[Work required] Whenever a line in the entries includes the word "lookup", copy that line out.

[Records supplied]
--- START ---

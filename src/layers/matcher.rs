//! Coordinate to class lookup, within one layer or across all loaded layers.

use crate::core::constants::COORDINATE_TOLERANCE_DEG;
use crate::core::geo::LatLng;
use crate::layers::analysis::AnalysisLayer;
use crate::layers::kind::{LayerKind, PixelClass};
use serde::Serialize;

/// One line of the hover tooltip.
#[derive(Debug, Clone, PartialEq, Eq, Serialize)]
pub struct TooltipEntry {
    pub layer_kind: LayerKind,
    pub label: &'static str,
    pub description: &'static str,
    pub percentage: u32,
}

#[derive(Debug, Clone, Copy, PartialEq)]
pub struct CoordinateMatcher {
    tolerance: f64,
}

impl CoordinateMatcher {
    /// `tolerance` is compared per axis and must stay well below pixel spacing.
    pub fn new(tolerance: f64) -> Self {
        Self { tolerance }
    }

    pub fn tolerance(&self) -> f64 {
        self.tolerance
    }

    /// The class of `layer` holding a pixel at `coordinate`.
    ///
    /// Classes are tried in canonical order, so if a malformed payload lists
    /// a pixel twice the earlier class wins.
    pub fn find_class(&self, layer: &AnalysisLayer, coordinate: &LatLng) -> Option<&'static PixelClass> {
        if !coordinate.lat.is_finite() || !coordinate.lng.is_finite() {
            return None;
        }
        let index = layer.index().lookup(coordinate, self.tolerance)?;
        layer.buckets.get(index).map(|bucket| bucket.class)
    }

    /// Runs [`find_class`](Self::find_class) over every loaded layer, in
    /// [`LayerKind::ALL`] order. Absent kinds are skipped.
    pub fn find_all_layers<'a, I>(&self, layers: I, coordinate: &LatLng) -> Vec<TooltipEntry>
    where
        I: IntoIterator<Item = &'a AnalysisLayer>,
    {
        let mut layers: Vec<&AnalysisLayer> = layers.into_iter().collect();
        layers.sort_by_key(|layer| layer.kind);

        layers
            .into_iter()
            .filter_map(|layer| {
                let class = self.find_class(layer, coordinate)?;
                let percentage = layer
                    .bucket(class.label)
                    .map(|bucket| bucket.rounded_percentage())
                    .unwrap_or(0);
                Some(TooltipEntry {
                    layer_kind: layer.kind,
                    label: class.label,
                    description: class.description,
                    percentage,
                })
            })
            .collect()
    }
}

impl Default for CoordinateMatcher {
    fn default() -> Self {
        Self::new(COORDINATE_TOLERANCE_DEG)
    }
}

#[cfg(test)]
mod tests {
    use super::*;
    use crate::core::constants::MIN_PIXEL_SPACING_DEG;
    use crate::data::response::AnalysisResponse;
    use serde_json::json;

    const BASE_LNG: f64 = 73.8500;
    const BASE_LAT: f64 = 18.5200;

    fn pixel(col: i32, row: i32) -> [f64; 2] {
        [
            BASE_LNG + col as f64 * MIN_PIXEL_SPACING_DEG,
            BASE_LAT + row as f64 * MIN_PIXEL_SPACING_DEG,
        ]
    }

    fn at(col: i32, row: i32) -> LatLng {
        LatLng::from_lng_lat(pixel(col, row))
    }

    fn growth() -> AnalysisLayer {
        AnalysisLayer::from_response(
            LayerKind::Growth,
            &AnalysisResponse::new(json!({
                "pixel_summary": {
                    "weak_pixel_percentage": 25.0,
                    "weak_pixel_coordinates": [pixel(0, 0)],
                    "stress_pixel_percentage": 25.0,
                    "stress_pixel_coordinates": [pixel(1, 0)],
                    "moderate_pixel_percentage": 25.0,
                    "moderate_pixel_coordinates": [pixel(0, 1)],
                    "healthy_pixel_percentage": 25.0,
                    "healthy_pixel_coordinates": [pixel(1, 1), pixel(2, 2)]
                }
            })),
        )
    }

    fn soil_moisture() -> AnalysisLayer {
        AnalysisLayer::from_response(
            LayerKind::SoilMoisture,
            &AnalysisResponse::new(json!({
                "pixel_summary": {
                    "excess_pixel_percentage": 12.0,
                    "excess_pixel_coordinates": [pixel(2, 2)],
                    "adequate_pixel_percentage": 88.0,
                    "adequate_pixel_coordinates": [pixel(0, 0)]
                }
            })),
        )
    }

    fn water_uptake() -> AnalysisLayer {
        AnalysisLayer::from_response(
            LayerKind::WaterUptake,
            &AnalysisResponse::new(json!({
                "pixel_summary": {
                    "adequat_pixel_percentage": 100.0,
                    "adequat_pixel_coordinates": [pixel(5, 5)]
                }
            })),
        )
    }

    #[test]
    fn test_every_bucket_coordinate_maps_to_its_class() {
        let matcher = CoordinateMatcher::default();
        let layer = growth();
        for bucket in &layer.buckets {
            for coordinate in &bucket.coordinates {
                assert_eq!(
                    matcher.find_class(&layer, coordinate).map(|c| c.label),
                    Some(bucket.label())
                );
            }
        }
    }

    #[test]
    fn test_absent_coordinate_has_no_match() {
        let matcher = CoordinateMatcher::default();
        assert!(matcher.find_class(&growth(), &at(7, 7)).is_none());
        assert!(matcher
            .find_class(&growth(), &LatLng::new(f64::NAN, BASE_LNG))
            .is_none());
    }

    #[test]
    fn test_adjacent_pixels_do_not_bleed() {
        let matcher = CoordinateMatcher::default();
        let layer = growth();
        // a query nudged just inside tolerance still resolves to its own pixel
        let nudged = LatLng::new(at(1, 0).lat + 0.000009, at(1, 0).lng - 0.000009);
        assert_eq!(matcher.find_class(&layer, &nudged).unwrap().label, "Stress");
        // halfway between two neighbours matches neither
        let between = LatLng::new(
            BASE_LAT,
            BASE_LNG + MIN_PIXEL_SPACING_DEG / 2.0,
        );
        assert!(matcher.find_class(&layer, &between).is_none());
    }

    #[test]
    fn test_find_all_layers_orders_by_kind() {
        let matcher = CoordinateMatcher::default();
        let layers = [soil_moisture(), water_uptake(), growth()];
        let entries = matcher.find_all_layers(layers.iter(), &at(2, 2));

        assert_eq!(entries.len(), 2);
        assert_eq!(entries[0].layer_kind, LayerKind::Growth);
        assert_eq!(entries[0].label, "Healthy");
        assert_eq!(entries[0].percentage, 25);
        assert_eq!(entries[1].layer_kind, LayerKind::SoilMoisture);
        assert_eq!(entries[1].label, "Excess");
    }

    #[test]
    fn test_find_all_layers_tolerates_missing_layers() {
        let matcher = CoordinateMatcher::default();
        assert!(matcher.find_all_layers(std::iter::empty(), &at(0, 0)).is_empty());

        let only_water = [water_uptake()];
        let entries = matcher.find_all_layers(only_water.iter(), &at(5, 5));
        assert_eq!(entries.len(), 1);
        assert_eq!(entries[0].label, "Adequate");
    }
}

--- END ---
--- START ---

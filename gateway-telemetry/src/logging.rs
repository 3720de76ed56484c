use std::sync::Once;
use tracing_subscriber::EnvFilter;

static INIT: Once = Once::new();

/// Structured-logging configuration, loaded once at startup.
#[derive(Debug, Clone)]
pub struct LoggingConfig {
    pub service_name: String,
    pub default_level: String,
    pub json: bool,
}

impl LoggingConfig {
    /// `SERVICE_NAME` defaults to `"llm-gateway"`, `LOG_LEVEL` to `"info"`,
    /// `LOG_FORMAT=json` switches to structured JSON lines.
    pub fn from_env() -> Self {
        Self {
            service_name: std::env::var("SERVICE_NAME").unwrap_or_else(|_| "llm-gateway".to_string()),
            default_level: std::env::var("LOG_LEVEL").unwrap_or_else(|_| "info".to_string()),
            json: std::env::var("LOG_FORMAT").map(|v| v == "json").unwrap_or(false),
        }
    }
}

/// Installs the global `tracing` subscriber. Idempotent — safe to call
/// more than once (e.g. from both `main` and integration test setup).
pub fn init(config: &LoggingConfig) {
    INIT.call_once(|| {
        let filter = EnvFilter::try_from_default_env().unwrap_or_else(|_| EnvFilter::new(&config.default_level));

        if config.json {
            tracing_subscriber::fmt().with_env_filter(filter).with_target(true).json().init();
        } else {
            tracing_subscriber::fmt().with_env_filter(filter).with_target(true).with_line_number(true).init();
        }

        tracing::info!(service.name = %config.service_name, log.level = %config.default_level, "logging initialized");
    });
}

--- END ---

[Answer section]
//! Coordinate to class lookup, within one layer or across all loaded layers.
        let index = layer.index().lookup(coordinate, self.tolerance)?;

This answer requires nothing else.